§ **Exercise requirements**: Examine the listing below and state how many of its lines contain the word "radians". Write only the number.

(Extracted data Opens)

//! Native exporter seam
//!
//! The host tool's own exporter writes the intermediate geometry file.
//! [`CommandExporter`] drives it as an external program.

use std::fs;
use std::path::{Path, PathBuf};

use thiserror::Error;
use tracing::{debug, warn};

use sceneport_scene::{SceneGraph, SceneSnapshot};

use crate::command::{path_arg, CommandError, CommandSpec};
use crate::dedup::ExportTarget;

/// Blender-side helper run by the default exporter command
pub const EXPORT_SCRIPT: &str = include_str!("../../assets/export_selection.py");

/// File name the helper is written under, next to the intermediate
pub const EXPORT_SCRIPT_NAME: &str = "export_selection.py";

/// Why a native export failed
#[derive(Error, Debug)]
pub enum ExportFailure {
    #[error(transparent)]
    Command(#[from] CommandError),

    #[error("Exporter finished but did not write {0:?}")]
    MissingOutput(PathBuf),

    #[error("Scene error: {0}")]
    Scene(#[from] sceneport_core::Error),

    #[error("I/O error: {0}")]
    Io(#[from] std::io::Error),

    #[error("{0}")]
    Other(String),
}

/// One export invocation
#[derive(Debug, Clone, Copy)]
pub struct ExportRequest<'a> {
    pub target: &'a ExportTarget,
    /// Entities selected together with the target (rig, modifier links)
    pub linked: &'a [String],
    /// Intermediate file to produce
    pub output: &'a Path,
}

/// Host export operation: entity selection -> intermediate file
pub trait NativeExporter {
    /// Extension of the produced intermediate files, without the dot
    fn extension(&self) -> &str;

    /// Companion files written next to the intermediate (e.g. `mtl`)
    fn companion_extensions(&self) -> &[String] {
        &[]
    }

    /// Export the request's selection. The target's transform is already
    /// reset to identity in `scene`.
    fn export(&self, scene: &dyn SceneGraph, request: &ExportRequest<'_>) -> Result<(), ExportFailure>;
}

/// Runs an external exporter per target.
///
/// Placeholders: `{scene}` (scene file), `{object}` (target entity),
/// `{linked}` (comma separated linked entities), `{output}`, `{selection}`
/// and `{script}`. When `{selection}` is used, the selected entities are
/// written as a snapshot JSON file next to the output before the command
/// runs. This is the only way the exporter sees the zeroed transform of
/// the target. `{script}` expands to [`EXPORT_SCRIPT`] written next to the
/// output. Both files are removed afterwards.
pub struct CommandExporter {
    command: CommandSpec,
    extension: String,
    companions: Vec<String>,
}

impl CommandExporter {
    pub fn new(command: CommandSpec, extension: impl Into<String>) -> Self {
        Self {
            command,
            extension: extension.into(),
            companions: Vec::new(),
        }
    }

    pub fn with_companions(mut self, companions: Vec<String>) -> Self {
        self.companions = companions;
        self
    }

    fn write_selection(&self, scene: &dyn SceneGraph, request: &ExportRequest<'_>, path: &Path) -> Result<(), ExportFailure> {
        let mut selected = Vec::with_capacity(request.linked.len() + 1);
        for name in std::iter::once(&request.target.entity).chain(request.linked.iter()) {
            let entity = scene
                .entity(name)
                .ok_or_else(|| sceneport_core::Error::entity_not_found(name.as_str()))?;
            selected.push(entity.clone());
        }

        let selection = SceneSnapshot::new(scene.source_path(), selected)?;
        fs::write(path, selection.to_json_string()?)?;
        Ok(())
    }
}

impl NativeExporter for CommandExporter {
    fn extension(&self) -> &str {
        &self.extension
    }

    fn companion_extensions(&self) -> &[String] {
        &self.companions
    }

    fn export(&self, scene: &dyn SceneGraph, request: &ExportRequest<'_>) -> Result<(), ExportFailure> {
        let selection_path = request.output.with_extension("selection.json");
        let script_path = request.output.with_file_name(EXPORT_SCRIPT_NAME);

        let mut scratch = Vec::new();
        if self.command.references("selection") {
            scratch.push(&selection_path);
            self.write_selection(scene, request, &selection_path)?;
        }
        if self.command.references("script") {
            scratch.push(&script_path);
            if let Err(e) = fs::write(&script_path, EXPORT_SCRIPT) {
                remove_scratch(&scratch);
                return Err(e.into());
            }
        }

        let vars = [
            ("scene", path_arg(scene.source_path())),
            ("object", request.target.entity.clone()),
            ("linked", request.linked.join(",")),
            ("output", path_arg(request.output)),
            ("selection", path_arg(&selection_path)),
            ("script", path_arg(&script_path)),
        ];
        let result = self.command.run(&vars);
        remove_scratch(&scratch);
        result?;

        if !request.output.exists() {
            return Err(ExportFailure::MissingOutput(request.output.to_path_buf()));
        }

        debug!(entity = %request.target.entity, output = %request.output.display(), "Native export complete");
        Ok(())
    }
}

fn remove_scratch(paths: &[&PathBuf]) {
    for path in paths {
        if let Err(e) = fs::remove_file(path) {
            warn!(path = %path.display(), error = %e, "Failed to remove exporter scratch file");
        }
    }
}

(Extracted data Closes)
(Extracted data Opens)

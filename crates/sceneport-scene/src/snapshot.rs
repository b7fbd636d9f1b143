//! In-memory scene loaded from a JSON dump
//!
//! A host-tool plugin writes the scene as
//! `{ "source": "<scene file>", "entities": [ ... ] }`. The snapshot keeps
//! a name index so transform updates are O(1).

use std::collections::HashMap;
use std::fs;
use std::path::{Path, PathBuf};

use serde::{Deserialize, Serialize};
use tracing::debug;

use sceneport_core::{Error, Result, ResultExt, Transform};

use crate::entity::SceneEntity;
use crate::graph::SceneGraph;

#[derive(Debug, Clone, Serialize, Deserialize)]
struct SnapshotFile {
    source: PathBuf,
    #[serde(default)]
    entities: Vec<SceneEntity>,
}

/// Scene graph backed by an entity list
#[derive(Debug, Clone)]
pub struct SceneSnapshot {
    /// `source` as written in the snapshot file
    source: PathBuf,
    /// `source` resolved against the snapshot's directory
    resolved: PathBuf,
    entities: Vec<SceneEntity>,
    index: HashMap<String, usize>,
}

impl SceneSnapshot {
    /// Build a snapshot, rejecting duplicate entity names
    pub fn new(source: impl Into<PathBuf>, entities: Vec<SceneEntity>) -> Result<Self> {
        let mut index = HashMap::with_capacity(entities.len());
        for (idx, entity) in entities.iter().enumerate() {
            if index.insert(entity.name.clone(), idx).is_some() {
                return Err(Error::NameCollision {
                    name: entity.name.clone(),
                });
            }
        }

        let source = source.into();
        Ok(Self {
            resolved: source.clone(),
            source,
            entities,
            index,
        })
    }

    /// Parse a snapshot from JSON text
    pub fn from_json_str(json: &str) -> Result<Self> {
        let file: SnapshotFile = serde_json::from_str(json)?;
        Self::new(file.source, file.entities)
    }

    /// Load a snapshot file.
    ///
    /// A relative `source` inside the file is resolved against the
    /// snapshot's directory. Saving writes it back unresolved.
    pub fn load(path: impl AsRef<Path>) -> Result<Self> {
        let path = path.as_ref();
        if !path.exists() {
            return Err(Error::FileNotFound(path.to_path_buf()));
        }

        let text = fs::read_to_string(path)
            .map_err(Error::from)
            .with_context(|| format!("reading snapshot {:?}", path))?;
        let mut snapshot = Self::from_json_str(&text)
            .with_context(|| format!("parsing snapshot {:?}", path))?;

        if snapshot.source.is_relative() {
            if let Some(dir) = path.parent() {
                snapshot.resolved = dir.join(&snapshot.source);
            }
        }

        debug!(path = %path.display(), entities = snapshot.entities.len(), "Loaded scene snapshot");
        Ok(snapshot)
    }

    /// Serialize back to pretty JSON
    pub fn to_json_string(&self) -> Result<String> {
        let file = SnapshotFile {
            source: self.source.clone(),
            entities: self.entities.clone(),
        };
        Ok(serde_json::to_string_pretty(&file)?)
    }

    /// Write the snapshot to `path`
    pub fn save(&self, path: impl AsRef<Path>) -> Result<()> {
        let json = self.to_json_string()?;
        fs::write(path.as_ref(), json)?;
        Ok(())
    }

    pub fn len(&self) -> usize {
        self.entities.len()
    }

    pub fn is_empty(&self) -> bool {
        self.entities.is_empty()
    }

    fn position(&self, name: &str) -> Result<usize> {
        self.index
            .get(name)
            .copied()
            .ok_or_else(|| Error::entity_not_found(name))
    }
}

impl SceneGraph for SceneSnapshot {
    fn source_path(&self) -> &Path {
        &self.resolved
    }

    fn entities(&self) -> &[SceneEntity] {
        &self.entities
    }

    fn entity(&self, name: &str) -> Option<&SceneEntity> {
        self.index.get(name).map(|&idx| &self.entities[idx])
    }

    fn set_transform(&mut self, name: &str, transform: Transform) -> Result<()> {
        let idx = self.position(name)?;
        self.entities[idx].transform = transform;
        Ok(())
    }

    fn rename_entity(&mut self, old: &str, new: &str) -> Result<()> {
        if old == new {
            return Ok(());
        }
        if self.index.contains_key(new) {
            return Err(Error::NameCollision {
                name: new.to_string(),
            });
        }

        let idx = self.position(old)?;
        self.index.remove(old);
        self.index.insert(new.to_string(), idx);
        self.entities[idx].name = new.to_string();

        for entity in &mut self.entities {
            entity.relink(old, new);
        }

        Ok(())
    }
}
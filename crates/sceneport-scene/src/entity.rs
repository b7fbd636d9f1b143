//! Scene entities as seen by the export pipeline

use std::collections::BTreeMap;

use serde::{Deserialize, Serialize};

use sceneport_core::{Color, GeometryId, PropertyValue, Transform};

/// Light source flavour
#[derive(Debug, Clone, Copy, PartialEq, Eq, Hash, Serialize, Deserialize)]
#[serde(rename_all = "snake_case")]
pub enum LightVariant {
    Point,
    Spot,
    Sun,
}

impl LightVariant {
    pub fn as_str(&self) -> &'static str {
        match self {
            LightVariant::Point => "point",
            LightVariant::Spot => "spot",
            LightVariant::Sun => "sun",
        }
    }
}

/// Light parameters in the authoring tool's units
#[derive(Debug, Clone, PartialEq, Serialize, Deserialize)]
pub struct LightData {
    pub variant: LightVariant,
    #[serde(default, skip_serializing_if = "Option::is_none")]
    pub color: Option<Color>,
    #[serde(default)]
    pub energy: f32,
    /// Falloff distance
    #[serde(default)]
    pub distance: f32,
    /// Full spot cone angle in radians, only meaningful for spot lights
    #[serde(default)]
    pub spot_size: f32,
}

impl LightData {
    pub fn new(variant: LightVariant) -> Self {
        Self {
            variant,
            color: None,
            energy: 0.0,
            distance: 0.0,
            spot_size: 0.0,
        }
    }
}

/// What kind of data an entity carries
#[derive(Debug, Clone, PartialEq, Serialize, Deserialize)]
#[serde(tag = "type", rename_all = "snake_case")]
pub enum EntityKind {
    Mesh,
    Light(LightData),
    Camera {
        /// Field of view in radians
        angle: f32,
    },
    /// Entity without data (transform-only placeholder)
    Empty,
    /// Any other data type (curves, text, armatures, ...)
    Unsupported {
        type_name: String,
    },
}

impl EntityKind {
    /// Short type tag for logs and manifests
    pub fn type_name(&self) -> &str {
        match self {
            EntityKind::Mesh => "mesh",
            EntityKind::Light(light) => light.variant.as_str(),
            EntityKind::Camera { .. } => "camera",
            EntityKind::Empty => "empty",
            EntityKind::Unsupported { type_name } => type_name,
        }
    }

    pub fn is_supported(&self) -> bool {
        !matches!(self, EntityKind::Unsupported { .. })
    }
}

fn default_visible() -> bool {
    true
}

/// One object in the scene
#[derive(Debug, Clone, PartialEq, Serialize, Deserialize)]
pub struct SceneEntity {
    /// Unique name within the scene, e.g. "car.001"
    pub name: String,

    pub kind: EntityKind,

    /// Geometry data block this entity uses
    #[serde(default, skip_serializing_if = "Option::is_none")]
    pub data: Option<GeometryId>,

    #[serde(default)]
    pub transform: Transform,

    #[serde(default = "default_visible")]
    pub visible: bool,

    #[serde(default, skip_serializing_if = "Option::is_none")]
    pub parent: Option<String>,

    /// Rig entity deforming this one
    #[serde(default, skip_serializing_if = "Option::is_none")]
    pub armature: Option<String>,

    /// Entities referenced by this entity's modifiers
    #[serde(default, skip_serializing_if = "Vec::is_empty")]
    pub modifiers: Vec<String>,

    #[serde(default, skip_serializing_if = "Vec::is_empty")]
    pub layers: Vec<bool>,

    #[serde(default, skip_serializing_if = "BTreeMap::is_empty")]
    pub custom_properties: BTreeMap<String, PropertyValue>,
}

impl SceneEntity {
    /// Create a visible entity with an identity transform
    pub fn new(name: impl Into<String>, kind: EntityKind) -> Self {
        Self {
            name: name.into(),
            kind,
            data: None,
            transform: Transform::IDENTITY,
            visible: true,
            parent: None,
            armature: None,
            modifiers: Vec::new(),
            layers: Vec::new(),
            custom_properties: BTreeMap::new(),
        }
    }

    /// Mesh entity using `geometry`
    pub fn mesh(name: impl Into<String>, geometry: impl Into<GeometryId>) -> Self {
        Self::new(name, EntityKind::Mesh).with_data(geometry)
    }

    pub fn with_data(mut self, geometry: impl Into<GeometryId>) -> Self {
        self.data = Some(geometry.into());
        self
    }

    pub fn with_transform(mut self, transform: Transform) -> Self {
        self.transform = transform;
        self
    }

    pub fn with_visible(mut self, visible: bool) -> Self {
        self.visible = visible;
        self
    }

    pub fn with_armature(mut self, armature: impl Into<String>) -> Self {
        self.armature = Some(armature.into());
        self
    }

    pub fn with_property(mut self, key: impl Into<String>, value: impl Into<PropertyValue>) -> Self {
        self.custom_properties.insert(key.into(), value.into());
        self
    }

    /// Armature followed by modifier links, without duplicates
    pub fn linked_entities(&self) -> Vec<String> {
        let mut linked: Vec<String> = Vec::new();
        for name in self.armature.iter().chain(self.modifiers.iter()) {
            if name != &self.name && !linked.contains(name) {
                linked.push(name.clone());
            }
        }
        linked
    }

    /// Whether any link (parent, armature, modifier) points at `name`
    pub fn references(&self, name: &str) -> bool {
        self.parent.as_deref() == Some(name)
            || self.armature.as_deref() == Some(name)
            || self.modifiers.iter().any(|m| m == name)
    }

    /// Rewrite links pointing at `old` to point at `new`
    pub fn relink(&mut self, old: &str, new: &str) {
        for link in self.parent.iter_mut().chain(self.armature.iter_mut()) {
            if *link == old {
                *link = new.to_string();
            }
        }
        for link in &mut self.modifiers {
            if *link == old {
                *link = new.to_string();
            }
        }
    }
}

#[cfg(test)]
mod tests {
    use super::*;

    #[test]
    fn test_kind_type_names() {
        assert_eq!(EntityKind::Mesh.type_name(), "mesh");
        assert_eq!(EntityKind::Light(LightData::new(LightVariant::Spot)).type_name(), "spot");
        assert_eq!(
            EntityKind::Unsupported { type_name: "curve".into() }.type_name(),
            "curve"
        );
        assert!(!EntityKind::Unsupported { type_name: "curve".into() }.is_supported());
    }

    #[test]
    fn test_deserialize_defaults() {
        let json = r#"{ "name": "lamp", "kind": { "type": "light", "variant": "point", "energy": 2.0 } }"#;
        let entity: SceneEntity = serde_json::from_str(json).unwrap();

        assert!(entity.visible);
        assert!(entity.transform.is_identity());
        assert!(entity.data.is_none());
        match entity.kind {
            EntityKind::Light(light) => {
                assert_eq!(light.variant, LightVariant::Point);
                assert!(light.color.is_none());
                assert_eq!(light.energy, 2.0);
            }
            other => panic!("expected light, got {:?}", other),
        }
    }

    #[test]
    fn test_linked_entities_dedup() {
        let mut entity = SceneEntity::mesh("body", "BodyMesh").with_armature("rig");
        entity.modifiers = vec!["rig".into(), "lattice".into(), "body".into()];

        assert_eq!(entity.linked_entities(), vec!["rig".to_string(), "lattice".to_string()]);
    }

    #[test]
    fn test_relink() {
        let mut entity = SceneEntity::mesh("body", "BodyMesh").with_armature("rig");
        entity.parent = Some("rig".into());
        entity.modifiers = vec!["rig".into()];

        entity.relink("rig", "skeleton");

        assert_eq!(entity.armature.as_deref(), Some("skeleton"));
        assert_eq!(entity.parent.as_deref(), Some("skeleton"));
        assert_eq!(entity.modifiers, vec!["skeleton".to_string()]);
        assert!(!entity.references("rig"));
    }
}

(Extracted data Closes)

§ **Solved exercise**: 2